The statistical problem is not confined to the empirical tests employed in AF’s particular model. Any empirical test based on a theoretical framework that assumes that heterogeneous decisionmakers (troopers) face agents (motorists) from the same quality pool is a candidate for resampling when the data call for it. More precisely, when there is variation within the data suggesting that the decisionmakers are systematically assigned to different groups of agents, an aggregation problem occurs. It is because of regional assignment of the troopers that AF have resorted to resampling. Resampling the data ensures that, on average, the decisionmakers face the same pool of agents. Such resampling is not restricted to geographical location. One might also resample data along other dimensions, such as time of day, year, or cohort. The results in this paper advise researchers to take into account the accuracy of their estimates before interpreting any resampled data.

More conclusiveness is clearly desirable to mitigate the neglected risk of jumping to false conclusions, such as when assessing racial prejudice among a police force. But the robustness has yet another merit. It prevents malicious cherry-picking of a particular outcome that suits a given agenda. Suppose biased researchers are aware that the possible outcomes of the resampled data support two diametrically opposed interpretations. In that case, they might deliberately report the convenient but wrong interpretation, an interpretation which is replicable at that and which, for this very reason, would leave them unscathed.

There are three appendices. The first appendix presents a straightforward and easily implementable solution to enhance the precision of the estimates provided by AF’s resampling procedure. The second appendix puts forth a randomization test and argues that it is a more expedient way to test differences of average rates in a resampling. The third appendix provides a guide to the data and code files, all available for download.

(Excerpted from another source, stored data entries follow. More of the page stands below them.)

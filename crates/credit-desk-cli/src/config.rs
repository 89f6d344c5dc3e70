use std::fs;

use credit_desk_core::config::DeskConfig;
use tracing::info;

use crate::input::file::resolve_path;

/// Load desk defaults from a YAML file; no file means built-in defaults.
pub fn load_config(path: Option<&str>) -> Result<DeskConfig, Box<dyn std::error::Error>> {
    let Some(path) = path else {
        return Ok(DeskConfig::default());
    };
    let canonical = resolve_path(path)?;
    let contents = fs::read_to_string(&canonical)
        .map_err(|e| format!("Failed to read '{}': {}", canonical.display(), e))?;
    let config = parse_config(&contents)
        .map_err(|e| format!("Failed to parse '{}': {}", canonical.display(), e))?;
    info!(path = %canonical.display(), "loaded desk config");
    Ok(config)
}

fn parse_config(contents: &str) -> Result<DeskConfig, serde_yaml::Error> {
    if contents.trim().is_empty() {
        return Ok(DeskConfig::default());
    }
    serde_yaml::from_str(contents)
}

#[cfg(test)]
mod tests {
    use super::*;
    use credit_desk_core::calendar::BusinessDayConvention;
    use credit_desk_core::holdings::record::IndexType;
    use rust_decimal_macros::dec;
    use std::io::Write;

    #[test]
    fn test_no_path_gives_defaults() {
        assert_eq!(load_config(None).unwrap(), DeskConfig::default());
    }

    #[test]
    fn test_yaml_overrides() {
        let mut file = tempfile::NamedTempFile::new().unwrap();
        writeln!(
            file,
            "sheet_name: Posicao\nbusiness_days: half_open\ncaution_threshold_years: 3\nfilters:\n  index_type: IPCA+\n  max_duration: 4"
        )
        .unwrap();
        let cfg = load_config(file.path().to_str()).unwrap();
        assert_eq!(cfg.sheet_name, "Posicao");
        assert_eq!(cfg.business_days, BusinessDayConvention::HalfOpen);
        assert_eq!(cfg.caution_threshold_years, dec!(3));
        assert_eq!(cfg.filters.index_type, Some(IndexType::IpcaPlus));
        assert_eq!(cfg.filters.max_duration, Some(dec!(4)));
        assert_eq!(cfg.max_simulation_months, 12_000);
    }

    #[test]
    fn test_todos_index_in_config_means_no_constraint() {
        let mut file = tempfile::NamedTempFile::new().unwrap();
        writeln!(file, "filters:\n  index_type: Todos\n  max_duration: 3").unwrap();
        let cfg = load_config(file.path().to_str()).unwrap();
        assert_eq!(cfg.filters.index_type, None);
        assert_eq!(cfg.filters.max_duration, Some(dec!(3)));
    }

    #[test]
    fn test_empty_file_gives_defaults() {
        let file = tempfile::NamedTempFile::new().unwrap();
        assert_eq!(load_config(file.path().to_str()).unwrap(), DeskConfig::default());
    }

    #[test]
    fn test_missing_file_is_an_error() {
        assert!(load_config(Some("/nonexistent/desk.yaml")).is_err());
    }
}
use chrono::{Local, NaiveDate};
use clap::Args;
use rust_decimal::Decimal;
use serde_json::Value;

use credit_desk_core::config::DeskConfig;
use credit_desk_core::holdings::evaluate::{evaluate_holdings, EvaluationInput};
use credit_desk_core::holdings::filter::FilterParams;
use credit_desk_core::holdings::normalize::normalize_records;
use credit_desk_core::holdings::record::IndexType;
use credit_desk_core::recovery::swap_screen::{screen_swaps, SwapCandidate, SwapScreenInput};

use crate::input;
use crate::output::export;

/// Arguments for evaluating a holdings export
#[derive(Args)]
pub struct EvaluateArgs {
    /// Holdings export (.xlsx, .xls, .ods, .csv or .json)
    #[arg(long)]
    pub input: String,

    /// Worksheet to read from a workbook (defaults to the configured sheet)
    #[arg(long)]
    pub sheet: Option<String>,

    /// Evaluation date, YYYY-MM-DD (defaults to today)
    #[arg(long)]
    pub as_of: Option<NaiveDate>,

    /// Maximum duration in years
    #[arg(long)]
    pub max_duration: Option<Decimal>,

    /// Minimum annualized return, in percent
    #[arg(long)]
    pub min_roi: Option<Decimal>,

    /// Minimum realized return, in percent
    #[arg(long)]
    pub min_return: Option<Decimal>,

    /// Benchmark: cdi+, ipca+, pre or todos
    #[arg(long)]
    pub index: Option<String>,

    /// Issuer name contains (case-insensitive)
    #[arg(long)]
    pub issuer: Option<String>,

    /// Asset name contains (case-insensitive)
    #[arg(long)]
    pub asset: Option<String>,

    /// Write the filtered view to this CSV file
    #[arg(long)]
    pub export: Option<String>,

    /// Field delimiter for CSV inputs
    #[arg(long, default_value_t = ',')]
    pub delimiter: char,
}

/// Arguments for screening holdings against a replacement asset
#[derive(Args)]
pub struct SwapScreenArgs {
    /// Holdings export (.xlsx, .xls, .ods, .csv or .json)
    #[arg(long)]
    pub input: String,

    /// Gross annual rate of the replacement, in percent
    #[arg(long, alias = "new-rate")]
    pub taxa_nova: Decimal,

    /// Benchmark of the replacement: cdi+, ipca+ or pre
    #[arg(long)]
    pub index: Option<String>,

    /// Duration of the replacement, in years
    #[arg(long)]
    pub duration: Option<Decimal>,

    /// Worksheet to read from a workbook (defaults to the configured sheet)
    #[arg(long)]
    pub sheet: Option<String>,

    /// Field delimiter for CSV inputs
    #[arg(long, default_value_t = ',')]
    pub delimiter: char,
}

pub fn run_evaluate(args: EvaluateArgs, desk: &DeskConfig) -> Result<Value, Box<dyn std::error::Error>> {
    let sheet = args.sheet.as_deref().unwrap_or(&desk.sheet_name);
    let records = input::read_records(&args.input, sheet, delimiter_byte(args.delimiter)?)?;

    let filters = FilterParams {
        max_duration: args.max_duration,
        min_annualized_return: args.min_roi,
        min_realized_return: args.min_return,
        index_type: parse_index(args.index.as_deref())?,
        issuer_contains: args.issuer,
        asset_contains: args.asset,
    }
    .or(&desk.filters);

    let evaluation = EvaluationInput {
        records,
        evaluation_date: args.as_of.unwrap_or_else(|| Local::now().date_naive()),
        filters,
        business_days: desk.business_days,
    };
    let result = evaluate_holdings(&evaluation)?;

    if let Some(ref path) = args.export {
        export::export_csv(path, &result.result.rows)?;
    }

    Ok(serde_json::to_value(result)?)
}

pub fn run_swap_screen(args: SwapScreenArgs, desk: &DeskConfig) -> Result<Value, Box<dyn std::error::Error>> {
    let sheet = args.sheet.as_deref().unwrap_or(&desk.sheet_name);
    let records = input::read_records(&args.input, sheet, delimiter_byte(args.delimiter)?)?;
    let batch = normalize_records(&records);

    let screen = SwapScreenInput {
        holdings: batch.records,
        candidate: SwapCandidate {
            index_type: parse_index(args.index.as_deref())?,
            gross_rate_pct: args.taxa_nova,
            duration_years: args.duration,
        },
    };
    let result = screen_swaps(&screen)?;
    Ok(serde_json::to_value(result)?)
}

/// `todos` (all) and an absent flag both mean no benchmark constraint.
fn parse_index(raw: Option<&str>) -> Result<Option<IndexType>, Box<dyn std::error::Error>> {
    match raw {
        None => Ok(None),
        Some(s) => Ok(IndexType::parse_filter(s)?),
    }
}

fn delimiter_byte(delimiter: char) -> Result<u8, Box<dyn std::error::Error>> {
    if delimiter.is_ascii() {
        Ok(delimiter as u8)
    } else {
        Err(format!("Delimiter '{delimiter}' must be a single ASCII character").into())
    }
}

#[cfg(test)]
mod tests {
    use super::*;
    use std::io::Write;

    #[test]
    fn test_parse_index_accepts_todos() {
        assert_eq!(parse_index(Some("Todos")).unwrap(), None);
        assert_eq!(parse_index(Some("ipca+")).unwrap(), Some(IndexType::IpcaPlus));
        assert!(parse_index(Some("selic")).is_err());
    }

    #[test]
    fn test_evaluate_csv_with_export() {
        let mut holdings = tempfile::Builder::new().suffix(".csv").tempfile().unwrap();
        writeln!(holdings, "Tipo;Ativo;Emissor;Duration;Valor Total Mercado").unwrap();
        writeln!(holdings, "CRA;CRA-X;Beta Agro;1,5;1.000,00").unwrap();
        writeln!(holdings, "CRI;CRI-Y;Delta;6;2.000,00").unwrap();
        writeln!(holdings, "Fundo;FUNDO;Gestora;;500").unwrap();
        let out_dir = tempfile::tempdir().unwrap();
        let export_path = out_dir.path().join("view.csv");

        let args = EvaluateArgs {
            input: holdings.path().to_str().unwrap().to_string(),
            sheet: None,
            as_of: NaiveDate::from_ymd_opt(2024, 6, 28),
            max_duration: Some(Decimal::from(2)),
            min_roi: None,
            min_return: None,
            index: Some("todos".into()),
            issuer: None,
            asset: None,
            export: Some(export_path.to_str().unwrap().to_string()),
            delimiter: ';',
        };
        let value = run_evaluate(args, &DeskConfig::default()).unwrap();
        assert_eq!(value["result"]["rows_read"], 3);
        assert_eq!(value["result"]["rows_matched"], 1);
        assert_eq!(value["result"]["summary"]["total_market_value_display"], "R$ 1.000,00");

        let exported = std::fs::read_to_string(&export_path).unwrap();
        let mut lines = exported.lines();
        assert!(lines.next().unwrap().starts_with("Conta,Tipo,Emissor,Ativo"));
        assert!(lines.next().unwrap().contains("CRA-X"));
        assert!(lines.next().is_none());
    }

    #[test]
    fn test_config_filters_apply_under_flags() {
        let mut holdings = tempfile::Builder::new().suffix(".csv").tempfile().unwrap();
        writeln!(holdings, "Tipo,Ativo,Indexador").unwrap();
        writeln!(holdings, "CRA,CRA-X,CDI+ 1%").unwrap();
        writeln!(holdings, "CRI,CRI-Y,IPCA+ 6%").unwrap();
        let desk = DeskConfig {
            filters: FilterParams {
                index_type: Some(IndexType::IpcaPlus),
                ..Default::default()
            },
            ..Default::default()
        };
        let args = EvaluateArgs {
            input: holdings.path().to_str().unwrap().to_string(),
            sheet: None,
            as_of: NaiveDate::from_ymd_opt(2024, 6, 28),
            max_duration: None,
            min_roi: None,
            min_return: None,
            index: None,
            issuer: None,
            asset: None,
            export: None,
            delimiter: ',',
        };
        let value = run_evaluate(args, &desk).unwrap();
        assert_eq!(value["result"]["rows_matched"], 1);
        assert_eq!(value["result"]["rows"][0]["Ativo"], "CRI-Y");
    }

    #[test]
    fn test_swap_screen_from_json_holdings() {
        let mut holdings = tempfile::Builder::new().suffix(".json").tempfile().unwrap();
        write!(
            holdings,
            r#"[
                {{"Tipo": "CRI", "Ativo": "CRI-Y", "Taxa Compra": 0.09, "Valor PU Curva": 1000, "Valor PU Mercado": 960}},
                {{"Tipo": "CRA", "Ativo": "CRA-X", "Taxa Compra": 0.08, "Valor PU Curva": 1000, "Valor PU Mercado": 1001}}
            ]"#
        )
        .unwrap();
        let args = SwapScreenArgs {
            input: holdings.path().to_str().unwrap().to_string(),
            taxa_nova: Decimal::from(11),
            index: Some("ipca+".into()),
            duration: None,
            sheet: None,
            delimiter: ',',
        };
        let value = run_swap_screen(args, &DeskConfig::default()).unwrap();
        assert_eq!(value["result"]["holdings_at_discount"], 1);
        assert_eq!(value["result"]["rows"][0]["asset"], "CRI-Y");
    }
}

Generalizing the resampling procedure

AF’s particular resampling procedure is reminiscent of more general bootstrap and jackknife methods. As a matter of fact, by randomly deleting a prescribed number of troopers of a given race in each troop, AF unknowingly apply a so-called delete-d jackknife. Chien Wu (1990) describes its statistical properties, such as asymptotic behavior, efficiency, and consistency. However, none of these properties are of direct use for AF’s implementation, for two reasons. First, each troop undergoes three distinct delete-d jackknife draws, which are subsequently merged with the ones from the other troops to create a comprehensive mean based on aggregated individual observations. This mean is then averaged over 30 iterations. It is not readily obvious which distribution such a statistic follows. Second, the jackknife allows for inferences about the statistical properties of an original point estimator. In contrast, AF’s resampling procedure makes use of its resulting distribution to construct an estimator in the first place.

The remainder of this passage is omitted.